:: Task ::
Could you copy each line of the entries that contains "Serialize"?

:: Records shown ::
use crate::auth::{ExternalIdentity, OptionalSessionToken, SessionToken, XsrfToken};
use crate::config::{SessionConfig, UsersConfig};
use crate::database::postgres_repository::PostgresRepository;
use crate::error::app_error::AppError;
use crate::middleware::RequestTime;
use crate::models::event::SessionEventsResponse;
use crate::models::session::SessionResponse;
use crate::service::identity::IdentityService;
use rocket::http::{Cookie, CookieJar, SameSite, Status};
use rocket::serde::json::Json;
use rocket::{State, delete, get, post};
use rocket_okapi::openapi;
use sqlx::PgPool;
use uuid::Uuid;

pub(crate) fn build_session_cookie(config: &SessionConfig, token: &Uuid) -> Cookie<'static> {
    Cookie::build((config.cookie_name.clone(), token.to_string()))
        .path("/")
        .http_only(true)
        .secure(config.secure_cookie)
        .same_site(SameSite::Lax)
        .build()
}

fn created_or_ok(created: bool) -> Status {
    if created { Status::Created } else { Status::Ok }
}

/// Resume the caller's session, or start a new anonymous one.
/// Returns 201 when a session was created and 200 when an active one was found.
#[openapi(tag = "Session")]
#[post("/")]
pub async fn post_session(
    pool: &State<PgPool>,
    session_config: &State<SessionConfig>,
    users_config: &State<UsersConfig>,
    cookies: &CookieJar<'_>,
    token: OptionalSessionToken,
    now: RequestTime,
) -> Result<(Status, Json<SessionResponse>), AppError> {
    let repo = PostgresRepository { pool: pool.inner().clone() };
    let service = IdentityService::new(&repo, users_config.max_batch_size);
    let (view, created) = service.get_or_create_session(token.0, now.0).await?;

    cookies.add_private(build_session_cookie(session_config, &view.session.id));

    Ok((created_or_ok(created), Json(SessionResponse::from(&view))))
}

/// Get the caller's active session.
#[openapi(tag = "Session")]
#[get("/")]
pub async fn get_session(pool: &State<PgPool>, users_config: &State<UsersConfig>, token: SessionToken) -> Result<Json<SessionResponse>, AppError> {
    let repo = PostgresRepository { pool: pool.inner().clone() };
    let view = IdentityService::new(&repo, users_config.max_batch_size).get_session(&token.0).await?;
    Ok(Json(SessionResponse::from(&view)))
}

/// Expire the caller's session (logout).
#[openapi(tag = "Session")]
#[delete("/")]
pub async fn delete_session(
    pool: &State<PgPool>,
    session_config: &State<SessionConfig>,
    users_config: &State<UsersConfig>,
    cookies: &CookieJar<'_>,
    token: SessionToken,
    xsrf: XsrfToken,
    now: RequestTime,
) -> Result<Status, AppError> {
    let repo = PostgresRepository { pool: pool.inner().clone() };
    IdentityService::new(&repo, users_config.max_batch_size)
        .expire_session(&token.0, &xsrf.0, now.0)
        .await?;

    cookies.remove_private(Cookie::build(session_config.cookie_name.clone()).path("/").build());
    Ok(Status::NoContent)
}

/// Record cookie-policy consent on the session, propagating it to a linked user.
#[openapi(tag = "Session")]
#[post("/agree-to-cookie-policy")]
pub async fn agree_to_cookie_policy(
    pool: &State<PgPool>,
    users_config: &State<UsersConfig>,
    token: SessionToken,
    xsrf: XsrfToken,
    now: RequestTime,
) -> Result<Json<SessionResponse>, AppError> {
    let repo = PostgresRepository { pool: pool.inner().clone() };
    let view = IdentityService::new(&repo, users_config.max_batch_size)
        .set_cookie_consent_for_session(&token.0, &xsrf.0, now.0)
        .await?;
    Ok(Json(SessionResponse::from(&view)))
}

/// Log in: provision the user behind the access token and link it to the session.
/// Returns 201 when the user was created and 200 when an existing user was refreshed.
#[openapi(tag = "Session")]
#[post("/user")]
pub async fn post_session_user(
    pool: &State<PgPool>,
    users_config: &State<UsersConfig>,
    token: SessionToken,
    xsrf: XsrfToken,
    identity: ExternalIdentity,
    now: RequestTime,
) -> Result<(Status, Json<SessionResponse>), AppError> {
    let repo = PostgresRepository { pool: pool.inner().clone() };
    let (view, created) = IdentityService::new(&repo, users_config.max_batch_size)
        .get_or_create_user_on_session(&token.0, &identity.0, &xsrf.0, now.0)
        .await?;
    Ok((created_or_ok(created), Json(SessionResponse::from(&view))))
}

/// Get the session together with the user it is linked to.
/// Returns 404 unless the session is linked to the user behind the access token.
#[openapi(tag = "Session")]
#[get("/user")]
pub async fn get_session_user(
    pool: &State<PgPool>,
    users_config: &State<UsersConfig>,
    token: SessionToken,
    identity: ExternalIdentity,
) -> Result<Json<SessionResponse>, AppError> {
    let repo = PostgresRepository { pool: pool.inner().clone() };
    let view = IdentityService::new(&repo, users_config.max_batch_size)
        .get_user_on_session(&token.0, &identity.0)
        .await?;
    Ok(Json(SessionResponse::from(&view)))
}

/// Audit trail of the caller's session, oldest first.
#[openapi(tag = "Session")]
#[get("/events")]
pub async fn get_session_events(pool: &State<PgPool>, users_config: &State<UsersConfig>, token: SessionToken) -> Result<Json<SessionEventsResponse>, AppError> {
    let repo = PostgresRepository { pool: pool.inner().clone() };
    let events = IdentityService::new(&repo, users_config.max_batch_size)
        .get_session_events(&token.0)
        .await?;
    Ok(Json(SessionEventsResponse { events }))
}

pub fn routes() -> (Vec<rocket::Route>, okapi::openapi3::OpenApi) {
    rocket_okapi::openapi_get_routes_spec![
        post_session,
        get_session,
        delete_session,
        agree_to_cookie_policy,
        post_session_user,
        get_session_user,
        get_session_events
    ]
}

* * *

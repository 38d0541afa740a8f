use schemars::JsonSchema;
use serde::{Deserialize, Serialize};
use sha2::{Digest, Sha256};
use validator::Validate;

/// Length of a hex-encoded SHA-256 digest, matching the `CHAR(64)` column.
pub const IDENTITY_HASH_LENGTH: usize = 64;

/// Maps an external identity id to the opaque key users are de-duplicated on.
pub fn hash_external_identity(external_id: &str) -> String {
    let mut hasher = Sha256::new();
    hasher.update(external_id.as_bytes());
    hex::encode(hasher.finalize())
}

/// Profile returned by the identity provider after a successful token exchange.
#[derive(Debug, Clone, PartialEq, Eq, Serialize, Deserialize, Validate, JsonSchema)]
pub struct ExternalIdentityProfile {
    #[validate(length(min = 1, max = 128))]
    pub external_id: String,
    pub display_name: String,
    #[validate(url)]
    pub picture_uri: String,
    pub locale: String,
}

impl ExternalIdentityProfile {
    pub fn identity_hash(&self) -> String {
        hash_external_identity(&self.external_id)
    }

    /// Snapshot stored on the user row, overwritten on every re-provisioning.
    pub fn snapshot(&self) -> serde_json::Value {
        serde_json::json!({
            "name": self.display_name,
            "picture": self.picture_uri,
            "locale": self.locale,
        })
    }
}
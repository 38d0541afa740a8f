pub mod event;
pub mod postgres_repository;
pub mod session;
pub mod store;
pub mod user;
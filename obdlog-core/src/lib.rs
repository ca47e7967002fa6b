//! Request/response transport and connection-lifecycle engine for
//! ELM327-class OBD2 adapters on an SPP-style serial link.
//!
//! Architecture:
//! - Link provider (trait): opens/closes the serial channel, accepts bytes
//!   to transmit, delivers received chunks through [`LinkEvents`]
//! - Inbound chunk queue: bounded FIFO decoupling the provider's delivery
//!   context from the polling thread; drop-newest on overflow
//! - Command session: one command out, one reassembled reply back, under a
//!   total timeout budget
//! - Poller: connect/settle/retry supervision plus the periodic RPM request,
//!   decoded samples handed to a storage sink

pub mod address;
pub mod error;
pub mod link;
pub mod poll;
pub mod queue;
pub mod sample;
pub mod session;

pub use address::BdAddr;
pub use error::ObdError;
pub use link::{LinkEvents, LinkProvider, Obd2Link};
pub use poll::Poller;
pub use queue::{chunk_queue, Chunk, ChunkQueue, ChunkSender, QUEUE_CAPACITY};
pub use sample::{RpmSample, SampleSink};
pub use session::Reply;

:: Answer below ::
use serde::{Deserialize, Serialize};
#[derive(Debug, Clone, PartialEq, Eq, Serialize, Deserialize, Validate, JsonSchema)]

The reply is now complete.